Meg Whitman to join Kleiner Perkins

March 29, 2011, 10:54 PM UTC

Meg Whitman, the former eBay CEO who got trounced in the race for California governor last November, has a new career plan: Venture capital with Kleiner Perkins Caufield & Byers.



Meg Whitman will start a new career path.

By Patricia Sellers

Meg Whitman, who is in Hawaii until Wednesday with her neurosurgeon husband Griff Harsh, declined to comment, but sources close to her and to the venerable Silicon Valley venture capital firm say that Kleiner will bring Whitman in as a strategic adviser to help scope investments and coach startups.

Given Kleiner’s latest leanings toward mid- and late-stage bets on hot consumer businesses — Twitter, Groupon, and Spotify, to name three — getting Whitman’s help makes some sense. Her pedigree includes not only a decade building eBay (EBAY), where she left the CEO post in 2008 after a series of missteps, but also previous stints at Walt Disney (DIS) and Procter & Gamble (PG) — whose board she rejoined after losing the contest for governor.

Moreover, Whitman, 54, is friendly with such Kleiner partners as Juliet de Baubigny. And this past winter, Whitman went on vacation to New Zealand with another partner of the firm: Mary Meeker, who is a fellow transplant to the VC world. Meeker quit Morgan Stanley (MS), where she had built a reputation as Wall Street’s most influential Internet-stock analyst, to go to join Kleiner last November. And she’s made her mark quickly by applying her analytics and wielding her clout on those mid- to late-stage startups.

Whitman’s role at Kleiner will be part-time, as she pursues board duties (she recently joined the board of Hewlett Packard too) and other callings in her post-campaign life. By joining the same VC firm that lured Al Gore and Colin Powell in their respective political twilights, she’s making a pretty safe move image-wise.

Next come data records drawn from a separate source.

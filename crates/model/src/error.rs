//! Error types for factor model estimation.

use sintra_math::MathError;

/// Errors that can occur during factor model estimation.
#[derive(Debug, thiserror::Error)]
pub enum ModelError {
    /// Math error.
    #[error("math error: {0}")]
    Math(#[from] MathError),

    /// Dimension mismatch in input data.
    #[error("dimension mismatch for {context}: expected {expected}, got {actual}")]
    DimensionMismatch {
        /// Expected dimension.
        expected: usize,
        /// Actual dimension.
        actual: usize,
        /// Context description.
        context: String,
    },

    /// Insufficient data for estimation.
    #[error("insufficient data: need at least {required} observations, got {actual}")]
    InsufficientData {
        /// Required number of observations.
        required: usize,
        /// Actual number of observations.
        actual: usize,
    },

    /// Polars error.
    #[error("data processing error: {0}")]
    Polars(#[from] polars::error::PolarsError),

    /// Missing required column.
    #[error("missing required column: {0}")]
    MissingColumn(String),

    /// Invalid configuration.
    #[error("invalid configuration: {0}")]
    InvalidConfig(String),

    /// Numerical minimizer failure.
    #[error("optimization error: {0}")]
    Optimization(String),
}

impl ModelError {
    /// Returns whether this error is recoverable.
    #[must_use]
    pub const fn is_recoverable(&self) -> bool {
        matches!(self, Self::InsufficientData { .. })
    }
}
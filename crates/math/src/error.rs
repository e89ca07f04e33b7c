//! Error types for mathematical operations.

/// Errors that can occur during mathematical operations.
#[derive(Debug, thiserror::Error)]
pub enum MathError {
    /// Unrecognized covariance estimator name.
    #[error("unknown covariance estimator: {0} (expected 'robust' or 'kernel')")]
    UnknownCovariance(String),

    /// Unrecognized kernel name.
    #[error("unknown kernel: {0} (expected 'bartlett', 'parzen' or 'quadratic-spectral')")]
    UnknownKernel(String),

    /// Dimension mismatch.
    #[error("dimension mismatch: expected {expected}, got {actual}")]
    DimensionMismatch {
        /// Expected dimension.
        expected: usize,
        /// Actual dimension.
        actual: usize,
    },

    /// A required matrix inverse does not exist.
    #[error("singular matrix: {0}")]
    Singular(String),

    /// Empty data.
    #[error("empty data provided")]
    EmptyData,
}

#[cfg(test)]
mod tests {
    use super::*;

    #[test]
    fn error_display() {
        let err = MathError::UnknownCovariance("hac".to_string());
        assert!(err.to_string().contains("hac"));

        let err = MathError::DimensionMismatch { expected: 10, actual: 5 };
        assert!(err.to_string().contains("10") && err.to_string().contains("5"));

        let err = MathError::Singular("weighting matrix".to_string());
        assert!(err.to_string().contains("weighting matrix"));
    }
}
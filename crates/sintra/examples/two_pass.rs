//! Example: Two-Pass Estimation with a Non-Traded Factor
//!
//! When a factor is not itself a portfolio return (industrial production,
//! consumption growth, ...), its sample mean no longer estimates the risk
//! premium. This example demonstrates the two-pass answer:
//! 1. Simulate returns priced by a macro factor whose premium differs
//!    from its time-series mean
//! 2. Fit the two-pass estimator, estimating the risk-free rate jointly
//! 3. Compare the estimated premium against the factor mean

use ndarray::{Array1, Array2, Axis};
use rand::SeedableRng;
use rand::rngs::StdRng;
use rand_distr::{Distribution, Normal};
use sintra::model::{CrossSectionConfig, LinearFactorModel};
use sintra::primitives::ReturnPanel;

const N_PORTFOLIOS: usize = 8;
const N_OBS: usize = 600;

fn main() -> Result<(), Box<dyn std::error::Error>> {
    println!("=== Two-Pass Cross-Sectional Estimation ===\n");

    // =========================================================================
    // SIMULATE A NON-TRADED FACTOR ECONOMY
    // =========================================================================

    let riskfree = 0.0015;
    let premium = 0.005;

    let mut rng = StdRng::seed_from_u64(5678);
    let factor_dist = Normal::new(0.002, 0.02)?;
    let noise_dist = Normal::new(0.0, 0.004)?;

    let factor = Array2::from_shape_fn((N_OBS, 1), |_| factor_dist.sample(&mut rng));
    let factor_mean = factor.sum_axis(Axis(0))[0] / N_OBS as f64;

    // Loadings spread out so the cross-section identifies the premium.
    let betas = Array1::linspace(0.5, 1.9, N_PORTFOLIOS);
    let portfolios = Array2::from_shape_fn((N_OBS, N_PORTFOLIOS), |(t, i)| {
        riskfree
            + betas[i] * premium
            + betas[i] * (factor[[t, 0]] - factor_mean)
            + noise_dist.sample(&mut rng)
    });

    println!("True risk-free rate:   {riskfree:.4}");
    println!("True factor premium:   {premium:.4}");
    println!("Factor sample mean:    {factor_mean:.4}");
    println!("The factor mean says nothing about the premium here.\n");

    let portfolios = ReturnPanel::with_generated_names("port", portfolios);
    let factor = ReturnPanel::new(vec!["ip_growth".to_string()], factor);

    // =========================================================================
    // FIT, ESTIMATING THE RISK-FREE RATE JOINTLY
    // =========================================================================

    let model = LinearFactorModel::new(portfolios, factor)?;
    let results = model.fit(&CrossSectionConfig {
        excess_returns: false,
        ..CrossSectionConfig::default()
    })?;

    results.print_summary();

    // =========================================================================
    // COMPARE ESTIMATES AGAINST THE TRUTH
    // =========================================================================

    println!("{:<24} {:>12} {:>12}", "Quantity", "True", "Estimated");
    println!("{:-<24} {:-^12} {:-^12}", "", "", "");
    println!("{:<24} {:>12.4} {:>12.4}", "risk-free rate", riskfree, results.risk_premia[0]);
    println!("{:<24} {:>12.4} {:>12.4}", "factor premium", premium, results.risk_premia[1]);

    println!(
        "\nThe joint test has {} degrees of freedom: {} portfolios less {} factor.",
        results.jstat.df,
        N_PORTFOLIOS,
        1
    );
    println!("p-value: {:.4}", results.jstat.pvalue());

    Ok(())
}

Of course, a gig at Kleiner Perkins, the firm that bet early on such startups as Google (GOOG) and Amazon.com (AMZN), could pay off in real dollars as well. That may be no small deal to the political neophyte who spent $145 million of her own money and got nothing to show for it.

One good sign for her new calling at Kleiner: A source close to Whitman says that by investing wisely in a rising stock market since last November, she has earned back that $145 million she lost.